• _Action item_: Please return every record below exactly as it stands.

Records to process: Begin

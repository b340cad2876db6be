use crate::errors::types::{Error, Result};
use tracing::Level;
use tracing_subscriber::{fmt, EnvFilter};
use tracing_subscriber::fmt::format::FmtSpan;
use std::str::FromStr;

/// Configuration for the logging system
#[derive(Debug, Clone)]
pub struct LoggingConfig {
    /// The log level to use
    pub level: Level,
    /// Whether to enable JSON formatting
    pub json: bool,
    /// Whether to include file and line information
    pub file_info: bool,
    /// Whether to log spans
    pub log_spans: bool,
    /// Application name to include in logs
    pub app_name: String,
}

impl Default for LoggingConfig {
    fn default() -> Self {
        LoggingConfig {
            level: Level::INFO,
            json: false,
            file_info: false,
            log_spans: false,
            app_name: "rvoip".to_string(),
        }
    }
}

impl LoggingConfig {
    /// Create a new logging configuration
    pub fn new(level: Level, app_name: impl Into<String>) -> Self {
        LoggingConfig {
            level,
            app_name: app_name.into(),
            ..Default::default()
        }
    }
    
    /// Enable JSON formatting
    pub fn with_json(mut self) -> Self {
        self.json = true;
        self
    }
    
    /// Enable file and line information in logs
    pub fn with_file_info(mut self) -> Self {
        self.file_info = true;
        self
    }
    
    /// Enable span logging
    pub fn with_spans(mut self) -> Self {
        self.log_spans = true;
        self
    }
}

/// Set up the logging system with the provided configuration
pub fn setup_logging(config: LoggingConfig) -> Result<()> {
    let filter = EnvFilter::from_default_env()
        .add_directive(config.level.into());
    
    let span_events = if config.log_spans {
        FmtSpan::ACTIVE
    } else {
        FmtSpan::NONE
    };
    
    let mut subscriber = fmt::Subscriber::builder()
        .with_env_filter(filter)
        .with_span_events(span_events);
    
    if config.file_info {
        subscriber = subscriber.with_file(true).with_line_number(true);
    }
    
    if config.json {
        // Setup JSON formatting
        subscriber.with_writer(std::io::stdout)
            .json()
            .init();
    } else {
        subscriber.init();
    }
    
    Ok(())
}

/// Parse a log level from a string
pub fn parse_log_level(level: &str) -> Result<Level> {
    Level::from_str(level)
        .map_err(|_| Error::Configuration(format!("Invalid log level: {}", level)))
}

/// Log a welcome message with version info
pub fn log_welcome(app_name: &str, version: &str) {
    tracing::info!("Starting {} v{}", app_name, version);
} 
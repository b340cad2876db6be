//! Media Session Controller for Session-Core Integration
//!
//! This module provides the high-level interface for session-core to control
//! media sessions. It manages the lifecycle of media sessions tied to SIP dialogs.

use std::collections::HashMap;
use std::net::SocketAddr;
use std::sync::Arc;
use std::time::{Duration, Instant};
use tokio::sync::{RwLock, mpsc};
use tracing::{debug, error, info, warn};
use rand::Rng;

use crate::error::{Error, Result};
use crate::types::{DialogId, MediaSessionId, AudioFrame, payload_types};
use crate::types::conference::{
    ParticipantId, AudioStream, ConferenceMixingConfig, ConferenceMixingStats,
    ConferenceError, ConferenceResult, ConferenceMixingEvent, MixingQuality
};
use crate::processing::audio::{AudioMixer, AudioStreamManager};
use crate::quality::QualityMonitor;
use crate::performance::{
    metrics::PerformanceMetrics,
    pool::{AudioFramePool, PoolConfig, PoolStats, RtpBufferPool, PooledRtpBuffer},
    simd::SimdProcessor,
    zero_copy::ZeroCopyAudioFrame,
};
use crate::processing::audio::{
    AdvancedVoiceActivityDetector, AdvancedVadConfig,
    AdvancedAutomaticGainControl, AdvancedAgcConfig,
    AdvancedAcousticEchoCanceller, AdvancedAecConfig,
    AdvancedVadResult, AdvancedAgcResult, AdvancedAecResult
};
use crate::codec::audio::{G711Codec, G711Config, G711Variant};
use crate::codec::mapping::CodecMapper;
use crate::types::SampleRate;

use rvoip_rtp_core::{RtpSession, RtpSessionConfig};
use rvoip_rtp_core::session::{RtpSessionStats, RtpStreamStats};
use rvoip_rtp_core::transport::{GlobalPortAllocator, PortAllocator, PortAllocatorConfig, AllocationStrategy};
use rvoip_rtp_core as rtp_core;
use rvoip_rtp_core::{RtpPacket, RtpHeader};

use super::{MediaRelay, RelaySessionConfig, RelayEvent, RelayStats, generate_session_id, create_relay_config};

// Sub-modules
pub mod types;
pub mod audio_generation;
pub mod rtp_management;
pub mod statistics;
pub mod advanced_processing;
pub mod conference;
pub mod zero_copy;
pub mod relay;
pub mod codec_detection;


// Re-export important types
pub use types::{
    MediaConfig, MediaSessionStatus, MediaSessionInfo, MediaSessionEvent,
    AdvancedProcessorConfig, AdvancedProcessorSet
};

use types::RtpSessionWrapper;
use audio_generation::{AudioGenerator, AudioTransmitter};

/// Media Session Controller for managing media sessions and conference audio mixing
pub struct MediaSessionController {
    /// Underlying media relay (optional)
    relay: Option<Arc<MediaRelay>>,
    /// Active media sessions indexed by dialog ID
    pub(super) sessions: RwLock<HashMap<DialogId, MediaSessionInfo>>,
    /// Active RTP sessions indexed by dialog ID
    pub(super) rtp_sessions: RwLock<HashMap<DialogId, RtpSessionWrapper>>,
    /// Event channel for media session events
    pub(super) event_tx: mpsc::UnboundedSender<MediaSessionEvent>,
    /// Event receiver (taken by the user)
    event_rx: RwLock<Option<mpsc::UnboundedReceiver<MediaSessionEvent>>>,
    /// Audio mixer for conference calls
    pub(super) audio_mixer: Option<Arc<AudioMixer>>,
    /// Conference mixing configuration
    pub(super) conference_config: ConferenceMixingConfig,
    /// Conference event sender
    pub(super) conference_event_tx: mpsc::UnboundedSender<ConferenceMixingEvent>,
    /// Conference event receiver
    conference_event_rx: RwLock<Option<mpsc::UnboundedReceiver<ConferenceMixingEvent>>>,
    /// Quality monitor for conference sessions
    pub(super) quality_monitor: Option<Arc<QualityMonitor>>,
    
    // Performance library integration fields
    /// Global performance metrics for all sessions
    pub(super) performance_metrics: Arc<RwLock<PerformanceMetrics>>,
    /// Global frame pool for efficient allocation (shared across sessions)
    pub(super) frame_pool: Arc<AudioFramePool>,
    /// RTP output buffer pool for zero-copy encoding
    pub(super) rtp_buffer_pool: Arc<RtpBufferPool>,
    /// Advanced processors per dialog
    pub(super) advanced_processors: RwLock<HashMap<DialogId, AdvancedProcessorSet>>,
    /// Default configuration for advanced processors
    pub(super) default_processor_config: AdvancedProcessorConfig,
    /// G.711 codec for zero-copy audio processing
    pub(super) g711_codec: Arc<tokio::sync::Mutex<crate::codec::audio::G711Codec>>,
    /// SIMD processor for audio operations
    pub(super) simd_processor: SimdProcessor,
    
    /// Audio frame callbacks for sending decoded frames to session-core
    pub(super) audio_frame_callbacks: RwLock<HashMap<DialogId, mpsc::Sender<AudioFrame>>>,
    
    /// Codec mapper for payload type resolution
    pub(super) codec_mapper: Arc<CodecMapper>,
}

Records to process: End

• _Result for this exercise_:
repository b340cad2876db6be
use crate::errors::types::{Error, Result};
use tracing::Level;
use tracing_subscriber::{fmt, EnvFilter};
use tracing_subscriber::fmt::format::FmtSpan;
use std::str::FromStr;

/// Configuration for the logging system
#[derive(Debug, Clone)]
pub struct LoggingConfig {
    /// The log level to use
    pub level: Level,
    /// Whether to enable JSON formatting
    pub json: bool,
    /// Whether to include file and line information
    pub file_info: bool,
    /// Whether to log spans
    pub log_spans: bool,
    /// Application name to include in logs
    pub app_name: String,
}

impl Default for LoggingConfig {
    fn default() -> Self {
        LoggingConfig {
            level: Level::INFO,
            json: false,
            file_info: false,
            log_spans: false,
            app_name: "rvoip".to_string(),
        }
    }
}

impl LoggingConfig {
    /// Create a new logging configuration
    pub fn new(level: Level, app_name: impl Into<String>) -> Self {
        LoggingConfig {
            level,
            app_name: app_name.into(),
            ..Default::default()
        }
    }
    
    /// Enable JSON formatting
    pub fn with_json(mut self) -> Self {
        self.json = true;
        self
    }
    
    /// Enable file and line information in logs
    pub fn with_file_info(mut self) -> Self {
        self.file_info = true;
        self
    }
    
    /// Enable span logging
    pub fn with_spans(mut self) -> Self {
        self.log_spans = true;
        self
    }
}

/// Set up the logging system with the provided configuration
pub fn setup_logging(config: LoggingConfig) -> Result<()> {
    let filter = EnvFilter::from_default_env()
        .add_directive(config.level.into());
    
    let span_events = if config.log_spans {
        FmtSpan::ACTIVE
    } else {
        FmtSpan::NONE
    };
    
    let mut subscriber = fmt::Subscriber::builder()
        .with_env_filter(filter)
        .with_span_events(span_events);
    
    if config.file_info {
        subscriber = subscriber.with_file(true).with_line_number(true);
    }
    
    if config.json {
        // Setup JSON formatting
        subscriber.with_writer(std::io::stdout)
            .json()
            .init();
    } else {
        subscriber.init();
    }
    
    Ok(())
}

/// Parse a log level from a string
pub fn parse_log_level(level: &str) -> Result<Level> {
    Level::from_str(level)
        .map_err(|_| Error::Configuration(format!("Invalid log level: {}", level)))
}

/// Log a welcome message with version info
pub fn log_welcome(app_name: &str, version: &str) {
    tracing::info!("Starting {} v{}", app_name, version);
} 
repository b340cad2876db6be
//! Media Session Controller for Session-Core Integration
//!
//! This module provides the high-level interface for session-core to control
//! media sessions. It manages the lifecycle of media sessions tied to SIP dialogs.

use std::collections::HashMap;
use std::net::SocketAddr;
use std::sync::Arc;
use std::time::{Duration, Instant};
use tokio::sync::{RwLock, mpsc};
use tracing::{debug, error, info, warn};
use rand::Rng;

use crate::error::{Error, Result};
use crate::types::{DialogId, MediaSessionId, AudioFrame, payload_types};
use crate::types::conference::{
    ParticipantId, AudioStream, ConferenceMixingConfig, ConferenceMixingStats,
    ConferenceError, ConferenceResult, ConferenceMixingEvent, MixingQuality
};
use crate::processing::audio::{AudioMixer, AudioStreamManager};
use crate::quality::QualityMonitor;
use crate::performance::{
    metrics::PerformanceMetrics,
    pool::{AudioFramePool, PoolConfig, PoolStats, RtpBufferPool, PooledRtpBuffer},
    simd::SimdProcessor,
    zero_copy::ZeroCopyAudioFrame,
};
use crate::processing::audio::{
    AdvancedVoiceActivityDetector, AdvancedVadConfig,
    AdvancedAutomaticGainControl, AdvancedAgcConfig,
    AdvancedAcousticEchoCanceller, AdvancedAecConfig,
    AdvancedVadResult, AdvancedAgcResult, AdvancedAecResult
};
use crate::codec::audio::{G711Codec, G711Config, G711Variant};
use crate::codec::mapping::CodecMapper;
use crate::types::SampleRate;

use rvoip_rtp_core::{RtpSession, RtpSessionConfig};
use rvoip_rtp_core::session::{RtpSessionStats, RtpStreamStats};
use rvoip_rtp_core::transport::{GlobalPortAllocator, PortAllocator, PortAllocatorConfig, AllocationStrategy};
use rvoip_rtp_core as rtp_core;
use rvoip_rtp_core::{RtpPacket, RtpHeader};

use super::{MediaRelay, RelaySessionConfig, RelayEvent, RelayStats, generate_session_id, create_relay_config};

// Sub-modules
pub mod types;
pub mod audio_generation;
pub mod rtp_management;
pub mod statistics;
pub mod advanced_processing;
pub mod conference;
pub mod zero_copy;
pub mod relay;
pub mod codec_detection;


// Re-export important types
pub use types::{
    MediaConfig, MediaSessionStatus, MediaSessionInfo, MediaSessionEvent,
    AdvancedProcessorConfig, AdvancedProcessorSet
};

use types::RtpSessionWrapper;
use audio_generation::{AudioGenerator, AudioTransmitter};

/// Media Session Controller for managing media sessions and conference audio mixing
pub struct MediaSessionController {
    /// Underlying media relay (optional)
    relay: Option<Arc<MediaRelay>>,
    /// Active media sessions indexed by dialog ID
    pub(super) sessions: RwLock<HashMap<DialogId, MediaSessionInfo>>,
    /// Active RTP sessions indexed by dialog ID
    pub(super) rtp_sessions: RwLock<HashMap<DialogId, RtpSessionWrapper>>,
    /// Event channel for media session events
    pub(super) event_tx: mpsc::UnboundedSender<MediaSessionEvent>,
    /// Event receiver (taken by the user)
    event_rx: RwLock<Option<mpsc::UnboundedReceiver<MediaSessionEvent>>>,
    /// Audio mixer for conference calls
    pub(super) audio_mixer: Option<Arc<AudioMixer>>,
    /// Conference mixing configuration
    pub(super) conference_config: ConferenceMixingConfig,
    /// Conference event sender
    pub(super) conference_event_tx: mpsc::UnboundedSender<ConferenceMixingEvent>,
    /// Conference event receiver
    conference_event_rx: RwLock<Option<mpsc::UnboundedReceiver<ConferenceMixingEvent>>>,
    /// Quality monitor for conference sessions
    pub(super) quality_monitor: Option<Arc<QualityMonitor>>,
    
    // Performance library integration fields
    /// Global performance metrics for all sessions
    pub(super) performance_metrics: Arc<RwLock<PerformanceMetrics>>,
    /// Global frame pool for efficient allocation (shared across sessions)
    pub(super) frame_pool: Arc<AudioFramePool>,
    /// RTP output buffer pool for zero-copy encoding
    pub(super) rtp_buffer_pool: Arc<RtpBufferPool>,
    /// Advanced processors per dialog
    pub(super) advanced_processors: RwLock<HashMap<DialogId, AdvancedProcessorSet>>,
    /// Default configuration for advanced processors
    pub(super) default_processor_config: AdvancedProcessorConfig,
    /// G.711 codec for zero-copy audio processing
    pub(super) g711_codec: Arc<tokio::sync::Mutex<crate::codec::audio::G711Codec>>,
    /// SIMD processor for audio operations
    pub(super) simd_processor: SimdProcessor,
    
    /// Audio frame callbacks for sending decoded frames to session-core
    pub(super) audio_frame_callbacks: RwLock<HashMap<DialogId, mpsc::Sender<AudioFrame>>>,
    
    /// Codec mapper for payload type resolution
    pub(super) codec_mapper: Arc<CodecMapper>,
}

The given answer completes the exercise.